[Start of section]

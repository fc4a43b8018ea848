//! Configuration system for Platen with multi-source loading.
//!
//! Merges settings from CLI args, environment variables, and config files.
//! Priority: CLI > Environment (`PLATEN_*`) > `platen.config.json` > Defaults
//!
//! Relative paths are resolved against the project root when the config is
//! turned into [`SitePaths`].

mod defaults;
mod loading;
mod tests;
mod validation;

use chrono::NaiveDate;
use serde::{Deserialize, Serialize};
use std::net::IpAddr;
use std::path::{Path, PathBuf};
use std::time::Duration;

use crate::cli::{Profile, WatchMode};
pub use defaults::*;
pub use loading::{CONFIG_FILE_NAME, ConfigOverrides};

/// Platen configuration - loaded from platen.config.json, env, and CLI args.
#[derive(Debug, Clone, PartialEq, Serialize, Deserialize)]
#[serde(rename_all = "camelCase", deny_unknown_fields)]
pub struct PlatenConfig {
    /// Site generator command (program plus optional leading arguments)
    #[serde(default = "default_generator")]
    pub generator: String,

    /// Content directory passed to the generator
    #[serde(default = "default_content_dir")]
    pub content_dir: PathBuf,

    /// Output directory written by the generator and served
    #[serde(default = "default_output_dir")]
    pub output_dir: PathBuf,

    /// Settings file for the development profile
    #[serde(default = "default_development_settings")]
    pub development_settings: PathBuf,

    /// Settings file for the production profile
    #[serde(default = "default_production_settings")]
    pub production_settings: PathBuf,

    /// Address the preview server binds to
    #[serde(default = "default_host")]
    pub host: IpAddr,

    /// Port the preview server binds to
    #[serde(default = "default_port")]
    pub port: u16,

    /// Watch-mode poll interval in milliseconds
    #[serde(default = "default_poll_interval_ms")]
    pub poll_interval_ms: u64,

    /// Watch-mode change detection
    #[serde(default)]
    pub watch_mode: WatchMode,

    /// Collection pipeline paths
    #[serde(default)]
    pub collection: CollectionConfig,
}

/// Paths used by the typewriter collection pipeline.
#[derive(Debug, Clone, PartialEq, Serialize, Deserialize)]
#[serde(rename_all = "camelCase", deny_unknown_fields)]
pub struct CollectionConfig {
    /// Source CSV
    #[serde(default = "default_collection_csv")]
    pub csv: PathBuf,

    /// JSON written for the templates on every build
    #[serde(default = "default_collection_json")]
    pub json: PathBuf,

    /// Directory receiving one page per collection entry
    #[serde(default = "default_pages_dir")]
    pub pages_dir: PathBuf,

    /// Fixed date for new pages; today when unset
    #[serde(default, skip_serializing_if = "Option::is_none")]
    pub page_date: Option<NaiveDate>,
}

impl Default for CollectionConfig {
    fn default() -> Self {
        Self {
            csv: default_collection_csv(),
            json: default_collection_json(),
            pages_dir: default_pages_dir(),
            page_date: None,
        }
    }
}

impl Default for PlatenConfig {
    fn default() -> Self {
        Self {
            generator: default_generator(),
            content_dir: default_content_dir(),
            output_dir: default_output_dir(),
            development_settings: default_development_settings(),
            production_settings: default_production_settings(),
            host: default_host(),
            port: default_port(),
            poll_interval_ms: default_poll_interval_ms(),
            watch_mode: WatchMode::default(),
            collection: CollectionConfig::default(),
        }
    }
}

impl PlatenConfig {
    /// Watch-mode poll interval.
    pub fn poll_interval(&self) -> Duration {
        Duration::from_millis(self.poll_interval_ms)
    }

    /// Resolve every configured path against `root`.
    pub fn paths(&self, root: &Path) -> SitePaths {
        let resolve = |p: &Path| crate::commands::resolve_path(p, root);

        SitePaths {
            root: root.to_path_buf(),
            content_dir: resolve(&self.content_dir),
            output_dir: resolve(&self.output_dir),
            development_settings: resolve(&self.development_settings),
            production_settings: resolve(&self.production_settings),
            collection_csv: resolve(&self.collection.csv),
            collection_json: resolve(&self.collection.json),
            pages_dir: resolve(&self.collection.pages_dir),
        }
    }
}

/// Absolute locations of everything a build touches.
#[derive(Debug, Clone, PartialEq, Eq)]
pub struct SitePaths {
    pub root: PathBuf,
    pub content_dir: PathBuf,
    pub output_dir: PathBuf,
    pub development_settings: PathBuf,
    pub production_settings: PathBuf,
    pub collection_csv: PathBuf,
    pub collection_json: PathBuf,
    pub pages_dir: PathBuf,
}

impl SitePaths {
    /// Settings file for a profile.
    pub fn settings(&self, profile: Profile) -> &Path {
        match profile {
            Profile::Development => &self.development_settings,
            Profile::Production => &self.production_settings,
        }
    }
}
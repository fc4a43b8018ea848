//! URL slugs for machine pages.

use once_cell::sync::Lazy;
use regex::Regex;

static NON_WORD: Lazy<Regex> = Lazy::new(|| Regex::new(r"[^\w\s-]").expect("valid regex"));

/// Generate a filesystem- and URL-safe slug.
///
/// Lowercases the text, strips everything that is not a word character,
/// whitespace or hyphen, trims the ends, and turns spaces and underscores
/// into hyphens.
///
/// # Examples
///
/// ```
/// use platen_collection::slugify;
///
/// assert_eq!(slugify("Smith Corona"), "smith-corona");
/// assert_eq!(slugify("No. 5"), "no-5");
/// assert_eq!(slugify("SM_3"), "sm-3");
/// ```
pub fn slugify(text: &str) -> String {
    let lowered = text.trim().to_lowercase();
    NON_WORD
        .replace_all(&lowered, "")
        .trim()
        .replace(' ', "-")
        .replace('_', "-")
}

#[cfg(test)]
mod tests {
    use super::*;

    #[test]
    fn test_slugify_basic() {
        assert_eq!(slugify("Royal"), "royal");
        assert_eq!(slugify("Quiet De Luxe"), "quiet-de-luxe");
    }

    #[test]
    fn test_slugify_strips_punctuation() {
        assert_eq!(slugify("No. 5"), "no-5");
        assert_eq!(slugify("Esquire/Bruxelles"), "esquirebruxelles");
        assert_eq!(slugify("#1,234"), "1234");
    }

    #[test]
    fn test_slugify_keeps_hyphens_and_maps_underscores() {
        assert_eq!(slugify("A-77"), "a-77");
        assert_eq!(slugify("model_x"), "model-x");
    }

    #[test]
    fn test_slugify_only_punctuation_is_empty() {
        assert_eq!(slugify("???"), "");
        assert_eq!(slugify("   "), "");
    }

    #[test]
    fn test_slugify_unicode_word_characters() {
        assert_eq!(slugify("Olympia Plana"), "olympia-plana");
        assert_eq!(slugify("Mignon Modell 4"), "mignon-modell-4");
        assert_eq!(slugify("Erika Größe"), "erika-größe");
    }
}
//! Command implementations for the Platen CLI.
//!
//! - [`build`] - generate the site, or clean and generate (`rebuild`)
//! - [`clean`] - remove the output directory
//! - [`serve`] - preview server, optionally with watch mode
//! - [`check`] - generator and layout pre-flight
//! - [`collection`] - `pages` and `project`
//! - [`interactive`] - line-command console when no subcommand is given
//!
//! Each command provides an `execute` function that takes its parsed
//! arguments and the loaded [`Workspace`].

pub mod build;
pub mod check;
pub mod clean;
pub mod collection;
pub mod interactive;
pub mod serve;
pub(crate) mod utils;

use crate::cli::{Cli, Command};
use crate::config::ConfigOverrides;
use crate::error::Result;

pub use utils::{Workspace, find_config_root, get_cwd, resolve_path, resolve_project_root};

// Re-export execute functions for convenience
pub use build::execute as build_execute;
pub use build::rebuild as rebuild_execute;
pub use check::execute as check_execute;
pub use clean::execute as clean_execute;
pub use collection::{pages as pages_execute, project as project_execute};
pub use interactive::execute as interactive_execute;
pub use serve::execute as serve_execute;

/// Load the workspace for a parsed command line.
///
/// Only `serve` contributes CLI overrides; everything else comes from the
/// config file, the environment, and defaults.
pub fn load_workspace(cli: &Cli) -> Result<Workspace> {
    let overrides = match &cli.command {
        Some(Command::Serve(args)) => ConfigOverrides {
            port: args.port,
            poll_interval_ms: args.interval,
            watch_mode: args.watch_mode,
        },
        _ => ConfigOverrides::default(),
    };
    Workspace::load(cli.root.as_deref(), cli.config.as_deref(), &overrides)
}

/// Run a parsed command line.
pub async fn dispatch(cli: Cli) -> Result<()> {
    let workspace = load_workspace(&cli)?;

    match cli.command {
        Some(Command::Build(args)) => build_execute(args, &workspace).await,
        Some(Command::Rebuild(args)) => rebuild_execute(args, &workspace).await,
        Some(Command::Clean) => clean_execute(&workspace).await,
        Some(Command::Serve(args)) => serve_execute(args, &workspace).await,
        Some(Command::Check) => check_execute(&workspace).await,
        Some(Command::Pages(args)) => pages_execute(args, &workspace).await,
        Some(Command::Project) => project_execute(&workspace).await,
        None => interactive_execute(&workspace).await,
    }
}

[End of section]

Task objective - With "into" as the search string, filter the records and return each line that has it.

Answer to this exercise -
//! turned into [`SitePaths`].
/// into hyphens.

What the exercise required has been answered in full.